Aides au logement : un pas en arrière malgré les APL à l’aide

vendredi 4 août 2017.
 

C)Baisse des APL : « Le corps social est en souffrance »

Le président de l’association Habitat et humanisme, Bernard Devert, estime, dans une tribune au « Monde », qu’il ne faut pas considérer les aides sociales comme une charge, mais comme un soin.

Source : http://www.lemonde.fr/idees/article...

Le corps social est disloqué en raison de trop de fractures qui, pour ne point être soignées, s’aggravent. L’annonce d’une réduction de l’aide personnalisée au logement (APL) à hauteur de 5 euros par mois, quels que soient les revenus, ne se révèle-t-elle pas un manque de soin à l’égard des plus blessés de notre société ?

« Cinq euros par mois, ce n’est pas si grave », disent certains.
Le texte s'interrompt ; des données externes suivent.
//! Logging infrastructure for wav2flac.
//!
//! This module provides:
//! - Per-stage log files (`shnsplit.log`, `image.log`, `tagflac.log`,
//!   `metaflac.log`) through [`StageLog`]
//! - Cleanup of captured tool output (backspace erasure, CR stripping)
//! - Integration with the `tracing` ecosystem for the process-wide stream
//!
//! # Example
//!
//! ```no_run
//! use wav2flac_core::logging::{LineFormat, StageLog};
//!
//! let log = StageLog::create("/music/flac/album/image.log", LineFormat::Raw).unwrap();
//! log.write_raw("Copying ../cover.jpg to folder.jpg\n").unwrap();
//! log.finish().unwrap();
//! ```

mod normalize;
mod stage_log;
mod types;

pub use normalize::{collapse_backspaces, strip_carriage_returns};
pub use stage_log::StageLog;
pub use types::{LineFormat, LogLevel};

use tracing_subscriber::{fmt, prelude::*, EnvFilter};

/// Initialize global tracing subscriber for process-wide logging.
///
/// This sets up a subscriber that:
/// - Respects RUST_LOG environment variable
/// - Falls back to the provided default level
/// - Outputs to stderr with timestamps
///
/// Should be called once at startup.
pub fn init_tracing(default_level: LogLevel) {
    let filter = EnvFilter::try_from_default_env()
        .unwrap_or_else(|_| EnvFilter::new(level_to_filter_str(default_level)));

    tracing_subscriber::registry()
        .with(
            fmt::layer()
                .with_target(true)
                .with_thread_ids(false)
                .with_writer(std::io::stderr),
        )
        .with(filter)
        .init();
}

/// Initialize tracing for tests (only logs warnings and above).
#[cfg(test)]
pub fn init_test_tracing() {
    let _ = tracing_subscriber::fmt()
        .with_env_filter("warn")
        .with_test_writer()
        .try_init();
}

/// Emit captured tool output to the process-wide stream, one event per line.
pub fn log_transcript(tool: &str, transcript: &str) {
    for line in transcript.lines() {
        tracing::info!(tool, "> {}", line);
    }
}

/// Convert LogLevel to filter string.
fn level_to_filter_str(level: LogLevel) -> &'static str {
    match level {
        LogLevel::Trace => "trace",
        LogLevel::Debug => "debug",
        LogLevel::Info => "info",
        LogLevel::Warn => "warn",
        LogLevel::Error => "error",
    }
}
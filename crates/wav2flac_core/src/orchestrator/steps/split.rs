//! Split step - cuts the rip into per-track FLAC files with shntool.
//!
//! The tool runs inside the output directory with every path passed relative
//! to it. Its interleaved output is cleaned of backspace progress updates and
//! kept in `shnsplit.log`.

use std::fs;
use std::io;

use super::{finish_stage_log, open_stage_log, require_output_dir, SPLIT_LOG};
use crate::logging::{collapse_backspaces, log_transcript, LineFormat, StageLog};
use crate::models::{CUE_FILE, WAV_FILE};
use crate::orchestrator::errors::{StepError, StepResult};
use crate::orchestrator::step::PipelineStep;
use crate::orchestrator::types::{Context, JobState, SplitOutput, StepOutcome};
use crate::paths::relative_path;
use crate::tagging::list_flac_files;
use crate::tools::ToolRunner;

/// Warning shntool prints when the pregap before track 1 becomes its own file.
pub const SHORT_TRACK_WARNING: &str = "warning: file 1 will be too short to be burned";

/// File shntool writes the pregap to.
const SHORT_TRACK_FILE: &str = "00.flac";

/// Transcript lines kept in a failure message.
const ERROR_TAIL_LINES: usize = 5;

/// Whether the split tool reported a leading track too short to keep.
///
/// shntool has no structured signal for this; the transcript is searched for
/// its warning text.
pub fn detect_short_leading_track(transcript: &str) -> bool {
    transcript.contains(SHORT_TRACK_WARNING)
}

/// Split step for cue-driven splitting.
pub struct SplitStep;

impl SplitStep {
    pub fn new() -> Self {
        Self
    }

    /// Arguments for `shntool split`, relative to the output directory.
    fn build_args(ctx: &Context) -> Vec<String> {
        let out = ctx.output_dir();
        let rel = |name: &str| {
            relative_path(&ctx.job.input_file(name), out)
                .display()
                .to_string()
        };

        vec![
            "split".to_string(),
            "-O".to_string(),
            "always".to_string(),
            "-d".to_string(),
            relative_path(out, out).display().to_string(),
            "-o".to_string(),
            "flac".to_string(),
            "-f".to_string(),
            rel(CUE_FILE),
            "-t".to_string(),
            "%n".to_string(),
            rel(WAV_FILE),
        ]
    }

    /// Delete the pregap file and note it in the log.
    fn remove_short_track(ctx: &Context, log: &StageLog) -> StepResult<()> {
        log.info(&format!("Removing {}", SHORT_TRACK_FILE));

        match fs::remove_file(ctx.job.output_file(SHORT_TRACK_FILE)) {
            Ok(()) => Ok(()),
            Err(e) if e.kind() == io::ErrorKind::NotFound => {
                log.warn(&format!("{} was not created", SHORT_TRACK_FILE));
                Ok(())
            }
            Err(e) => Err(StepError::io_error(
                format!("removing {}", SHORT_TRACK_FILE),
                e,
            )),
        }
    }
}

impl Default for SplitStep {
    fn default() -> Self {
        Self::new()
    }
}

impl PipelineStep for SplitStep {
    fn name(&self) -> &str {
        "Split"
    }

    fn description(&self) -> &str {
        "Split the rip into per-track FLAC files"
    }

    fn validate_input(&self, ctx: &Context) -> StepResult<()> {
        if ctx.job.flags.no_convert {
            return Ok(());
        }

        for name in [WAV_FILE, CUE_FILE] {
            let path = ctx.job.input_file(name);
            if !path.is_file() {
                return Err(StepError::file_not_found(path.display().to_string()));
            }
        }

        require_output_dir(ctx)
    }

    fn execute(&self, ctx: &Context, state: &mut JobState) -> StepResult<StepOutcome> {
        if ctx.job.flags.no_convert {
            return Ok(StepOutcome::Skipped("conversion disabled".to_string()));
        }

        let runner = ToolRunner::new(ctx.settings.tools.shntool_path());
        let args = Self::build_args(ctx);

        tracing::info!(
            "Splitting {} using {}",
            ctx.job.input_file(WAV_FILE).display(),
            runner.name()
        );

        let log = open_stage_log(ctx, SPLIT_LOG, LineFormat::Raw)?;

        let output = match runner.run(&args, ctx.output_dir()) {
            Ok(output) => output,
            Err(e) => {
                let err = StepError::io_error(format!("running {}", runner.name()), e);
                log.error(&err.to_string());
                finish_stage_log(log)?;
                return Err(err);
            }
        };

        let transcript = collapse_backspaces(&output.transcript);

        log.write_raw(&transcript)
            .map_err(|e| StepError::io_error(format!("writing {}", SPLIT_LOG), e))?;
        log_transcript(&runner.name(), &transcript);

        let removed_short_track = detect_short_leading_track(&transcript);
        if removed_short_track {
            Self::remove_short_track(ctx, &log)?;
        }

        let log_path = log.path().to_path_buf();
        finish_stage_log(log)?;

        if !output.success() {
            return Err(StepError::command_failed(
                runner.name(),
                output.exit_code,
                output.tail(ERROR_TAIL_LINES),
            ));
        }

        let tracks = list_flac_files(ctx.output_dir())
            .map_err(|e| StepError::io_error("listing split tracks", e))?;

        tracing::info!("Split into {} track(s)", tracks.len());

        state.split = Some(SplitOutput {
            tracks,
            removed_short_track,
            exit_code: output.exit_code,
            log_path,
        });

        Ok(StepOutcome::Success)
    }

    fn validate_output(&self, _ctx: &Context, state: &JobState) -> StepResult<()> {
        let split = state
            .split
            .as_ref()
            .ok_or_else(|| StepError::invalid_output("Split results not recorded"))?;

        if split.tracks.is_empty() {
            return Err(StepError::invalid_output("Split produced no FLAC files"));
        }

        Ok(())
    }
}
Les commentateurs ont largement parlé d’un « argent de poche », mais pour les deux tiers de la population qui perçoivent cette aide, la diminution viendra encore augmenter la part manquante du nécessaire pour vivre.

La décision, pour autant qu’elle soit confirmée, est pour le moins inquiétante ; n’a-t-elle pas été prise à l’aveugle, sans trop s’interroger sur les conséquences malheureuses qu’elle va entraîner, ni s’en inquiéter, pour ceux qui, n’ayant aucune marge de manœuvre, éprouvent déjà le sentiment d’un abandon qui ne fait qu’ajouter à leur détresse ?

Déni de la pauvreté

Le traitement à opérer ne doit pas s’intéresser seulement aux pathologies sociales mais à la situation des personnes, en veillant à s’éloigner du palliatif afin de proposer des soins qui remettent debout. Quand une famille, en fin de mois, est conduite à compter des pièces pour voir s’il lui est encore possible d’acheter du pain, de donner à manger à ses enfants et quand ces mêmes parents sont obligés de sauter des repas, il y a une situation alarmante criant l’insuffisance du « reste pour vivre » s’apparentant trop souvent à la survie.

Le corps social est en souffrance. Les aides doivent être entendues comme des soins. Dans cette perspective, les restreindre, alors qu’elles sont absolument vitales, se révèle non seulement un déni des situations de pauvreté mais aussi une fracture de la devise de la République, socle de la nation. Quelle liberté quand tout est contraint ? Quelle égalité quand l’argent fertilise le cadre de vie des uns et son absence stérilise celui des autres ? Quelle fraternité quand les décisions politiques ne font pas de différence entre les plus fragiles et ceux disposant de revenus plus décents ?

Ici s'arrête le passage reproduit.